With the media spotlight focused on Hamas rockets from Gaza falling on Israeli cities and Israel’s military response, Palestinian Authority President Mahmoud Abbas was preparing late yesterday to sign a request to join the International Criminal Court in The Hague.
Palestinian President Mahmoud Abbas will convene the Palestinian leadership at 3:30 P.M. on Wednesday at his bureau, during which he expected to sign the necessary documents for joining international organizations. Inter alia, he has requested to join the International Criminal Court in The Hague, a senior official told Haaretz.
“What is happening in the Gaza Strip is a war crime, and it is the right of the Palestinian leadership to protect the Palestinian people in Gaza with every diplomatic means and its jurists,” the official said.
Abbas has been threatening for years that the Palestinians would join the International Criminal Court (ICC) and prosecute Israel for building settlements, and the potential ensuing negative consequences for the Palestinians had so far not proved dissuasive. Abbas enumerated this strategy in a 2011 op-ed for The New York Times. In general terms, Abbas’s strategy, called the Palestine 194 plan by Jonathan Schanzer of the Foundation for Defense of Democracies, could be described as “diplomatic lawfare and unilateral maneuvers.”
American lawmakers have warned Abbas that joining the ICC will result in the slashing of hundreds of millions of dollars in aid. Additionally, former ICC prosecutor Luis Moreno-Ocampo made clear that if the Palestinians were to join the ICC it would open the door for them to “be prosecuted for Hamas rocket fire and suicide bombings against Israeli civilians.” The significant reduction in financial assistance from the U.S. and the increased legal accountability could harm the Palestinian people Abbas claims to be acting to protect.

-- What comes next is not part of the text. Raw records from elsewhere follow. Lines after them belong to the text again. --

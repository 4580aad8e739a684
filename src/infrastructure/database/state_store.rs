//! Registry snapshot persistence
//!
//! The whole registry is stored as one JSON document under [`SNAPSHOT_KEY`]
//! in the `state` key/value table. Each save replaces the previous one.

use std::time::Duration;

use async_trait::async_trait;
use sea_orm::sea_query::OnConflict;
use sea_orm::{DatabaseConnection, DbErr, EntityTrait, Set};
use thiserror::Error;
use tokio::time::{interval_at, Instant, MissedTickBehavior};
use tracing::{debug, info, warn};

use super::entities::state;
use super::migrator::{Migrator, MigratorTrait};
use crate::application::ports::SnapshotSink;
use crate::application::registry::{RegistrySnapshot, SharedRegistry};
use crate::support::shutdown::ShutdownSignal;

/// Row key holding the registry snapshot.
pub const SNAPSHOT_KEY: &str = "chargepoints";

#[derive(Debug, Error)]
pub enum StoreError {
    #[error("Database error: {0}")]
    Database(#[from] DbErr),

    #[error("Snapshot serialization error: {0}")]
    Serialization(#[from] serde_json::Error),
}

pub struct StateStore {
    db: DatabaseConnection,
    registry: SharedRegistry,
    interval: Duration,
}

impl StateStore {
    pub fn new(db: DatabaseConnection, registry: SharedRegistry, interval: Duration) -> Self {
        Self {
            db,
            registry,
            interval,
        }
    }

    /// Create the schema if missing. Safe to call on an existing database.
    pub async fn init(&self) -> Result<(), StoreError> {
        Migrator::up(&self.db, None).await?;
        debug!("State schema ready");
        Ok(())
    }

    /// Write the current registry, replacing any previous snapshot.
    pub async fn save(&self) -> Result<(), StoreError> {
        let snapshot = self.registry.snapshot();
        let charge_points = snapshot.charge_points.len();
        let value = serde_json::to_string(&snapshot)?;

        let model = state::ActiveModel {
            key: Set(SNAPSHOT_KEY.to_string()),
            value: Set(value),
        };
        state::Entity::insert(model)
            .on_conflict(
                OnConflict::column(state::Column::Key)
                    .update_column(state::Column::Value)
                    .to_owned(),
            )
            .exec(&self.db)
            .await?;

        debug!(charge_points, "Snapshot saved");
        Ok(())
    }

    /// Load the snapshot into the registry.
    ///
    /// Returns `false` on first run (no snapshot). An undecodable snapshot is
    /// an error; callers treat it as fatal.
    pub async fn restore(&self) -> Result<bool, StoreError> {
        let Some(row) = state::Entity::find_by_id(SNAPSHOT_KEY.to_string())
            .one(&self.db)
            .await?
        else {
            info!("No snapshot found, starting with an empty registry");
            return Ok(false);
        };

        let snapshot: RegistrySnapshot = serde_json::from_str(&row.value)?;
        self.registry.restore(snapshot);
        Ok(true)
    }

    /// Save, logging instead of propagating failures.
    pub async fn save_logged(&self) {
        match self.save().await {
            Ok(()) => {
                metrics::counter!("ocpp_snapshot_saves_total", "outcome" => "ok").increment(1);
            }
            Err(e) => {
                metrics::counter!("ocpp_snapshot_saves_total", "outcome" => "error").increment(1);
                warn!(error = %e, "Snapshot save failed, retrying on next interval");
            }
        }
    }

    /// Periodic save loop. Returns after a final save once shutdown is signalled.
    ///
    /// A save in progress is never interrupted by the signal.
    pub async fn run(&self, shutdown: ShutdownSignal) {
        let mut stop = shutdown.subscribe();
        let mut ticker = interval_at(Instant::now() + self.interval, self.interval);
        ticker.set_missed_tick_behavior(MissedTickBehavior::Delay);
        info!(interval_secs = self.interval.as_secs(), "Snapshot loop started");

        while !shutdown.is_triggered() {
            tokio::select! {
                _ = ticker.tick() => self.save_logged().await,
                _ = stop.recv() => break,
            }
        }

        self.save_logged().await;
        info!("Snapshot loop stopped");
    }
}

#[async_trait]
impl SnapshotSink for StateStore {
    async fn save_now(&self) {
        self.save_logged().await;
    }
}

#[cfg(test)]
mod tests {
    use std::sync::Arc;

    use chrono::Utc;
    use sea_orm::{ConnectionTrait, PaginatorTrait};
    use serde_json::json;

    use super::*;
    use crate::application::handlers::{CentralSystem, CentralSystemHandler, HandlerSettings};
    use crate::application::registry::ChargePointRegistry;
    use crate::domain::{ChargePointState, ChargePointStatus, Transaction};
    use crate::infrastructure::database::{init_database, DatabaseConfig};

    async fn memory_db() -> DatabaseConnection {
        init_database(&DatabaseConfig::in_memory()).await.unwrap()
    }

    async fn store_on(db: &DatabaseConnection) -> StateStore {
        let store = StateStore::new(db.clone(), ChargePointRegistry::shared(), Duration::from_secs(30));
        store.init().await.unwrap();
        store
    }

    async fn round_trip(store: &StateStore) -> SharedRegistry {
        store.save().await.unwrap();
        let fresh = StateStore::new(store.db.clone(), ChargePointRegistry::shared(), store.interval);
        assert!(fresh.restore().await.unwrap());
        fresh.registry
    }

    #[tokio::test]
    async fn init_is_idempotent() {
        let db = memory_db().await;
        let store = store_on(&db).await;
        store.init().await.unwrap();
        assert!(!store.restore().await.unwrap());
        assert!(store.registry.is_empty());
    }

    #[tokio::test]
    async fn empty_registry_round_trips() {
        let db = memory_db().await;
        let store = store_on(&db).await;
        let restored = round_trip(&store).await;
        assert!(restored.is_empty());
        assert_eq!(restored.next_transaction_id(), 0);
    }

    #[tokio::test]
    async fn device_without_connectors_round_trips() {
        let db = memory_db().await;
        let store = store_on(&db).await;
        store.registry.connect("CP1");
        let restored = round_trip(&store).await;
        assert_eq!(restored.get("CP1"), Some(ChargePointState::new()));
    }

    #[tokio::test]
    async fn mixed_fleet_round_trips() {
        let db = memory_db().await;
        let store = store_on(&db).await;
        let registry = &store.registry;
        for (cp, connectors) in [("CP1", 2u32), ("CP2", 3u32)] {
            registry.connect(cp);
            registry
                .update(cp, |state| {
                    state.status = Some(ChargePointStatus::Available);
                    for connector_id in 1..=connectors {
                        state
                            .start_transaction(
                                connector_id,
                                || registry.allocate_transaction_id(),
                                |id| Transaction::new(id, connector_id, "TAG", 10, Utc::now()),
                            )
                            .unwrap();
                    }
                    let first = *state.transactions.keys().next().unwrap();
                    let tx = state.transactions.get_mut(&first).unwrap();
                    tx.stop(Utc::now(), 90, Some("Local".into())).unwrap();
                    state.release_connector(1, first);
                })
                .unwrap();
        }

        let restored = round_trip(&store).await;
        assert_eq!(restored.snapshot(), registry.snapshot());
        assert_eq!(restored.allocate_transaction_id().unwrap(), 5);
    }

    #[tokio::test]
    async fn walkthrough_survives_restart() {
        let db = memory_db().await;
        let store = store_on(&db).await;
        let system = CentralSystem::new(store.registry.clone(), HandlerSettings::default());
        store.registry.connect("CP1");

        let status = serde_json::from_value(json!({"connectorId": 1, "errorCode": "NoError", "status": "Available"})).unwrap();
        system.on_status_notification("CP1", status).unwrap();
        let start = serde_json::from_value(json!({
            "connectorId": 1, "idTag": "TAG1", "meterStart": 100, "timestamp": "2024-01-01T10:00:00Z"
        }))
        .unwrap();
        assert_eq!(system.on_start_transaction("CP1", start).unwrap().transaction_id, 0);
        let stop = serde_json::from_value(json!({
            "transactionId": 0, "meterStop": 150, "timestamp": "2024-01-01T11:00:00Z"
        }))
        .unwrap();
        system.on_stop_transaction("CP1", stop).unwrap();

        let restored = round_trip(&store).await;
        let cp = restored.get("CP1").unwrap();
        assert_eq!(cp.transaction(0).unwrap().meter_stop, Some(150));
        assert!(cp.connector(1).unwrap().active_transaction.is_none());
        assert_eq!(restored.allocate_transaction_id().unwrap(), 1);
    }

    #[tokio::test]
    async fn save_keeps_a_single_row() {
        let db = memory_db().await;
        let store = store_on(&db).await;
        store.save().await.unwrap();
        store.registry.connect("CP1");
        store.save().await.unwrap();
        assert_eq!(state::Entity::find().count(&db).await.unwrap(), 1);
    }

    #[tokio::test]
    async fn unreadable_snapshot_is_an_error() {
        let db = memory_db().await;
        let store = store_on(&db).await;
        db.execute_unprepared("INSERT INTO state (key, value) VALUES ('chargepoints', '{not json')")
            .await
            .unwrap();
        let err = store.restore().await.unwrap_err();
        assert!(matches!(err, StoreError::Serialization(_)));
    }

    #[tokio::test]
    async fn run_flushes_on_shutdown() {
        let db = memory_db().await;
        let store = Arc::new(StateStore::new(
            db.clone(),
            ChargePointRegistry::shared(),
            Duration::from_millis(20),
        ));
        store.init().await.unwrap();
        store.registry.connect("CP1");

        let shutdown = ShutdownSignal::new();
        let task = {
            let store = store.clone();
            let shutdown = shutdown.clone();
            tokio::spawn(async move { store.run(shutdown).await })
        };
        tokio::time::sleep(Duration::from_millis(60)).await;
        store.registry.connect("CP2");
        shutdown.trigger();
        task.await.unwrap();

        let fresh = StateStore::new(db, ChargePointRegistry::shared(), Duration::from_secs(30));
        assert!(fresh.restore().await.unwrap());
        assert_eq!(fresh.registry.ids(), vec!["CP1".to_string(), "CP2".to_string()]);
    }
}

On June 2, 2014, Fatah formed a unity government with Hamas, an internationally recognized terrorist organisation that routinely violates the Geneva Conventions by exploiting schools, mosques and hospitals to launch rockets, hiding behind Gaza’s civilian population to perpetrate terrorist attacks. The unity agreement with Hamas, in addition to implicating the PA in Hamas’s violations of international law puts the PA in violation of the 1998 Wye Accords.
Abbas, sidelined by the current flare-up in the Hamas-Israel confrontation, seeks to put his stamp on recent events and appear relevant. However, his attempt to both steal some of the limelight and utilize the distraction for political gains may well backfire, as it did the last time he attempted such a maneuver, when Palestinian Authority was immediately in violation of at least 11 of the 15 international treaties it signed earlier this year.